Problem description: Each line of the listing that includes "lease" should be reported.

(Data in this exercise begins)

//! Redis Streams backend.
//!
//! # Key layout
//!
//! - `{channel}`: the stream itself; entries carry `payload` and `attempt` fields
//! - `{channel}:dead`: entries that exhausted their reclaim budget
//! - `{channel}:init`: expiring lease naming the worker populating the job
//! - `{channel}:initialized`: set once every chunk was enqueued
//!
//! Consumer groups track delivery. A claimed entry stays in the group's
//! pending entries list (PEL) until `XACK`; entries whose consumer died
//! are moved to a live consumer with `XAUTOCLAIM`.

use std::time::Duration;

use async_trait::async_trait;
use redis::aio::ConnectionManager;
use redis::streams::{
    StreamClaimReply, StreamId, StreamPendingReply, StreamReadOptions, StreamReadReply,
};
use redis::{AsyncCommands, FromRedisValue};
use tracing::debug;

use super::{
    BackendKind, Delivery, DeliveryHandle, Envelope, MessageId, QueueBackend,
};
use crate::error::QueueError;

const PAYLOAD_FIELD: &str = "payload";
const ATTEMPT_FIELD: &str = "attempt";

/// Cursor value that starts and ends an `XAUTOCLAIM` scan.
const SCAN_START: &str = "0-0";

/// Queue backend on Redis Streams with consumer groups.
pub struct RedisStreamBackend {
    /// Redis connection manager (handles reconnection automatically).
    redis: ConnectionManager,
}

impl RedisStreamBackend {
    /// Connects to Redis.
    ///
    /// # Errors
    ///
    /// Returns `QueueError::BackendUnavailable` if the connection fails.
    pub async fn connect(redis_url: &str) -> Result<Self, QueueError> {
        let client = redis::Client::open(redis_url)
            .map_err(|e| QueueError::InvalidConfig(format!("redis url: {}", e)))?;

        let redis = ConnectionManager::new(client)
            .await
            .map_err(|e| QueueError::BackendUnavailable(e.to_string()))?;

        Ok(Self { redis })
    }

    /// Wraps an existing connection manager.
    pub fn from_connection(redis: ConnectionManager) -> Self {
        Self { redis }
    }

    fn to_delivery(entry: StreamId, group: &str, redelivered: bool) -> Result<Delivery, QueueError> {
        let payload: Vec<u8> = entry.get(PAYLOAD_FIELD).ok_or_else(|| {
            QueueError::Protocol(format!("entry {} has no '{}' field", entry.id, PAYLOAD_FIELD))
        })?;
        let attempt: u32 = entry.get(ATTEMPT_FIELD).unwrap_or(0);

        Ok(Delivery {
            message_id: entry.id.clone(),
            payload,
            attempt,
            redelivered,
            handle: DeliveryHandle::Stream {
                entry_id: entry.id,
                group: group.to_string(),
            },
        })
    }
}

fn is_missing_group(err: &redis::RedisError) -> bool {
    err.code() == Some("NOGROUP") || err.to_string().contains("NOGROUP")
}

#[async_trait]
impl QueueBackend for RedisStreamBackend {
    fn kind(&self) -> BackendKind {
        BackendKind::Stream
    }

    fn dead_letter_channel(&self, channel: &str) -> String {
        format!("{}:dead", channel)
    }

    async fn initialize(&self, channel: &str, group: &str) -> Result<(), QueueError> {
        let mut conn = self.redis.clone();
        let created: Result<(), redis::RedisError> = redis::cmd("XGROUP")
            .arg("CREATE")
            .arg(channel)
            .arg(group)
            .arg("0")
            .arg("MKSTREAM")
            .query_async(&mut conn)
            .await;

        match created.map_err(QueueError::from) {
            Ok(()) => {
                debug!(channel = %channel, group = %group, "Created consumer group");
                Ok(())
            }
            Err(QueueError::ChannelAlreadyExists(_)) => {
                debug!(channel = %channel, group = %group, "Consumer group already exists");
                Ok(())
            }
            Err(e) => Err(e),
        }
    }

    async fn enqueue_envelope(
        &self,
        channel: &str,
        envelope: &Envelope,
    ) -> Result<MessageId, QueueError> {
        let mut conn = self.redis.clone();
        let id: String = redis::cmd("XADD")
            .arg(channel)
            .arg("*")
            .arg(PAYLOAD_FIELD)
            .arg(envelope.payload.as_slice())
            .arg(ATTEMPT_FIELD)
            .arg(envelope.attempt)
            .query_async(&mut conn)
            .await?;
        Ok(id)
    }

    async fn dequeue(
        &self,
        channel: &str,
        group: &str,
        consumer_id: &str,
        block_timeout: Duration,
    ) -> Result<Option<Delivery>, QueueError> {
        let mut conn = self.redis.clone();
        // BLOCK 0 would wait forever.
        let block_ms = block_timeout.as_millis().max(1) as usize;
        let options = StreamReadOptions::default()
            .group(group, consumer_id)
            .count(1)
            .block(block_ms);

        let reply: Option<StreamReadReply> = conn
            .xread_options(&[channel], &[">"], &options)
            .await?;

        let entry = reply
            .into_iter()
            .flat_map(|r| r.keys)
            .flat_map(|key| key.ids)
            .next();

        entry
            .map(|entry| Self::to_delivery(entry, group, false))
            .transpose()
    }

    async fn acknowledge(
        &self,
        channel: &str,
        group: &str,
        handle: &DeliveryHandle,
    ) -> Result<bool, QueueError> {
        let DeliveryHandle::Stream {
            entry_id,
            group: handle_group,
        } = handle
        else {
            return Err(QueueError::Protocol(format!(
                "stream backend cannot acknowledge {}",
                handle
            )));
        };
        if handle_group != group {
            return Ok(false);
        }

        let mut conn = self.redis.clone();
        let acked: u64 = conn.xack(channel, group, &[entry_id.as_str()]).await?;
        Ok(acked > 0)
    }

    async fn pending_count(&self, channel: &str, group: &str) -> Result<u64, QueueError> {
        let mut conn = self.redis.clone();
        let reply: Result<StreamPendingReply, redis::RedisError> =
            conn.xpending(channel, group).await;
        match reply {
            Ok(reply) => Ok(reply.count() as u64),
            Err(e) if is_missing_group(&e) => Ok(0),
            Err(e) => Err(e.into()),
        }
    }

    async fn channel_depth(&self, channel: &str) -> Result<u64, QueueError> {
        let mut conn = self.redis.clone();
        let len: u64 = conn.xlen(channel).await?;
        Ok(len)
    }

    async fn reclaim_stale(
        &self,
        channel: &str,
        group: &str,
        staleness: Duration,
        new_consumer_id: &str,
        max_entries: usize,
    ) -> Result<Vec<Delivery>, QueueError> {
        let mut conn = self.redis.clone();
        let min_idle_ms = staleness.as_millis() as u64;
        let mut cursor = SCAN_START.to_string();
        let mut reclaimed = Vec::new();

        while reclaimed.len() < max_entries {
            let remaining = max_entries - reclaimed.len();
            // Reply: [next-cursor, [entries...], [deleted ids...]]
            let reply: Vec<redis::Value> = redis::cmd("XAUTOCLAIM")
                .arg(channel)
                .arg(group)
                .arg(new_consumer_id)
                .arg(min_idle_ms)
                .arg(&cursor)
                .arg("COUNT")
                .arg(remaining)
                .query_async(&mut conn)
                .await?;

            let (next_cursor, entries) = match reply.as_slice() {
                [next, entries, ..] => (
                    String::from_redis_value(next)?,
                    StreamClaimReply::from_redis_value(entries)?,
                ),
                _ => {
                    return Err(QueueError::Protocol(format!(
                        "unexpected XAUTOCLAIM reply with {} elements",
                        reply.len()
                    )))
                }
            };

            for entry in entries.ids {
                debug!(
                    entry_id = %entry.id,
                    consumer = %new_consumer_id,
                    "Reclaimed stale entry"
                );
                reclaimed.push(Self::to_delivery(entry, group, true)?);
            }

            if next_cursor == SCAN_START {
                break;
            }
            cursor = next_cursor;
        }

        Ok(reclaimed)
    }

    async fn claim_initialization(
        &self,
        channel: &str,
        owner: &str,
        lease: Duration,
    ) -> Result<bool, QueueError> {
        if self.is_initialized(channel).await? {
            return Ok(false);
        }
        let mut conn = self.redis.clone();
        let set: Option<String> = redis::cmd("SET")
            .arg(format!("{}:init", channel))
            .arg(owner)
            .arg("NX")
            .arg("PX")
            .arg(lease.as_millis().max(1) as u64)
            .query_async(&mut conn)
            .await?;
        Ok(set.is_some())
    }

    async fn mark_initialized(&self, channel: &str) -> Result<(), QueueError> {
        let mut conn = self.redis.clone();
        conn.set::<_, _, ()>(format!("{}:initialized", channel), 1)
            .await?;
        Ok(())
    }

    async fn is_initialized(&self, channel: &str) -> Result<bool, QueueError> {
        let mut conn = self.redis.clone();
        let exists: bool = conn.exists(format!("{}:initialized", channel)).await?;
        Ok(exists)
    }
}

(Data in this exercise ends)

Solution for this problem:
//! - `{channel}:init`: expiring lease naming the worker populating the job
        lease: Duration,
            .arg(lease.as_millis().max(1) as u64)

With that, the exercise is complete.